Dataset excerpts
§ §

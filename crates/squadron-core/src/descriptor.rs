//! Agent descriptors and the static registry file.
//!
//! A descriptor is the identity and capability metadata of one agent. The
//! runtime never mutates a descriptor after registration.

use std::collections::HashSet;
use std::path::Path;
use std::time::Duration;

use serde::{Deserialize, Serialize};

use crate::error::{Error, Result};

/// Per-agent overrides of the global retry/timeout policy.
#[derive(Debug, Clone, Default, PartialEq, Eq, Serialize, Deserialize)]
#[serde(default)]
pub struct AgentPolicy {
    pub max_retries: Option<u32>,
    pub timeout_ms: Option<u64>,
    pub backoff_base_ms: Option<u64>,
}

impl AgentPolicy {
    pub fn timeout(&self) -> Option<Duration> {
        self.timeout_ms.map(Duration::from_millis)
    }
}

/// Identity and capability metadata for one agent.
#[derive(Debug, Clone, PartialEq, Eq, Serialize, Deserialize)]
pub struct AgentDescriptor {
    /// Unique agent name.
    pub name: String,
    /// Free-text role, e.g. "Senior Accountant".
    #[serde(default)]
    pub role: String,
    /// Free-text category, e.g. "finance".
    #[serde(default)]
    pub category: String,
    /// Capability tags used for task matching.
    #[serde(default, alias = "tags")]
    pub capabilities: Vec<String>,
    #[serde(default)]
    pub policy: AgentPolicy,
}

impl AgentDescriptor {
    pub fn new(name: impl Into<String>) -> Self {
        Self {
            name: name.into(),
            role: String::new(),
            category: String::new(),
            capabilities: Vec::new(),
            policy: AgentPolicy::default(),
        }
    }

    #[must_use]
    pub fn with_role(mut self, role: impl Into<String>) -> Self {
        self.role = role.into();
        self
    }

    #[must_use]
    pub fn with_category(mut self, category: impl Into<String>) -> Self {
        self.category = category.into();
        self
    }

    #[must_use]
    pub fn with_capabilities<I, S>(mut self, tags: I) -> Self
    where
        I: IntoIterator<Item = S>,
        S: Into<String>,
    {
        self.capabilities = tags.into_iter().map(Into::into).collect();
        self
    }

    #[must_use]
    pub const fn with_policy(mut self, policy: AgentPolicy) -> Self {
        self.policy = policy;
        self
    }

    /// Capability tags lowercased, trimmed and de-duplicated, in declaration order.
    pub fn normalized_capabilities(&self) -> Vec<String> {
        let mut seen = HashSet::new();
        self.capabilities
            .iter()
            .map(|t| t.trim().to_lowercase())
            .filter(|t| !t.is_empty() && seen.insert(t.clone()))
            .collect()
    }
}

/// One entry of a registry file: a descriptor plus how to run it.
#[derive(Debug, Clone, PartialEq, Eq, Serialize, Deserialize)]
pub struct RegistryEntry {
    #[serde(flatten)]
    pub descriptor: AgentDescriptor,
    /// Command (argv) run once per task. Absent means the built-in echo agent.
    #[serde(default, skip_serializing_if = "Option::is_none")]
    pub command: Option<Vec<String>>,
}

#[derive(Deserialize)]
#[serde(untagged)]
enum RegistryFile {
    Wrapped { agents: Vec<RegistryEntry> },
    Bare(Vec<RegistryEntry>),
}

/// Load the static agent registry from a JSON file.
///
/// Accepts either `{"agents": [...]}` or a bare array. Names must be
/// non-empty and unique; commands, when present, must be non-empty.
pub fn load_registry_file(path: &Path) -> Result<Vec<RegistryEntry>> {
    let content = std::fs::read_to_string(path).map_err(|e| Error::Registry {
        path: path.to_path_buf(),
        message: format!("failed to read: {e}"),
    })?;
    let parsed: RegistryFile = serde_json::from_str(&content).map_err(|e| Error::Registry {
        path: path.to_path_buf(),
        message: format!("failed to parse: {e}"),
    })?;
    let entries = match parsed {
        RegistryFile::Wrapped { agents } | RegistryFile::Bare(agents) => agents,
    };
    validate_entries(&entries).map_err(|message| Error::Registry {
        path: path.to_path_buf(),
        message,
    })?;
    Ok(entries)
}

fn validate_entries(entries: &[RegistryEntry]) -> std::result::Result<(), String> {
    let mut names = HashSet::new();
    for entry in entries {
        let name = entry.descriptor.name.trim();
        if name.is_empty() {
            return Err("agent name must not be empty".to_string());
        }
        if !names.insert(name) {
            return Err(format!("duplicate agent name '{name}'"));
        }
        if entry.command.as_ref().is_some_and(Vec::is_empty) {
            return Err(format!("agent '{name}' has an empty command"));
        }
    }
    Ok(())
}

#[cfg(test)]
#[allow(clippy::unwrap_used)]
mod tests {
    use super::*;

    fn write(dir: &tempfile::TempDir, body: &str) -> std::path::PathBuf {
        let path = dir.path().join("agents.json");
        std::fs::write(&path, body).unwrap();
        path
    }

    #[test]
    fn loads_wrapped_registry() {
        let dir = tempfile::TempDir::new().unwrap();
        let path = write(
            &dir,
            r#"{"agents": [
                {"name": "auditor", "role": "Auditor", "category": "finance",
                 "capabilities": ["finance", "audit"], "policy": {"max_retries": 1}},
                {"name": "counsel", "tags": ["legal"], "command": ["sh", "-c", "cat"]}
            ]}"#,
        );
        let entries = load_registry_file(&path).unwrap();
        assert_eq!(entries.len(), 2);
        assert_eq!(entries[0].descriptor.policy.max_retries, Some(1));
        assert_eq!(entries[1].descriptor.capabilities, vec!["legal"]);
        assert_eq!(entries[1].command.as_ref().unwrap()[0], "sh");
    }

    #[test]
    fn loads_bare_array() {
        let dir = tempfile::TempDir::new().unwrap();
        let path = write(&dir, r#"[{"name": "solo"}]"#);
        let entries = load_registry_file(&path).unwrap();
        assert_eq!(entries[0].descriptor.name, "solo");
        assert!(entries[0].command.is_none());
    }

    #[test]
    fn rejects_duplicate_names() {
        let dir = tempfile::TempDir::new().unwrap();
        let path = write(&dir, r#"[{"name": "a"}, {"name": "a"}]"#);
        let err = load_registry_file(&path).unwrap_err().to_string();
        assert!(err.contains("duplicate agent name 'a'"), "{err}");
    }

    #[test]
    fn rejects_empty_command() {
        let dir = tempfile::TempDir::new().unwrap();
        let path = write(&dir, r#"[{"name": "a", "command": []}]"#);
        assert!(load_registry_file(&path).is_err());
    }

    #[test]
    fn normalized_capabilities_dedupes_and_lowercases() {
        let d = AgentDescriptor::new("x").with_capabilities(["Finance", " finance ", "", "Audit"]);
        assert_eq!(d.normalized_capabilities(), vec!["finance", "audit"]);
    }
}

§ §

__Exercise objective__: Check each line of the entries above for the word "legal". List the ones that have it.

__Task output__:
                {"name": "counsel", "tags": ["legal"], "command": ["sh", "-c", "cat"]}
        assert_eq!(entries[1].descriptor.capabilities, vec!["legal"]);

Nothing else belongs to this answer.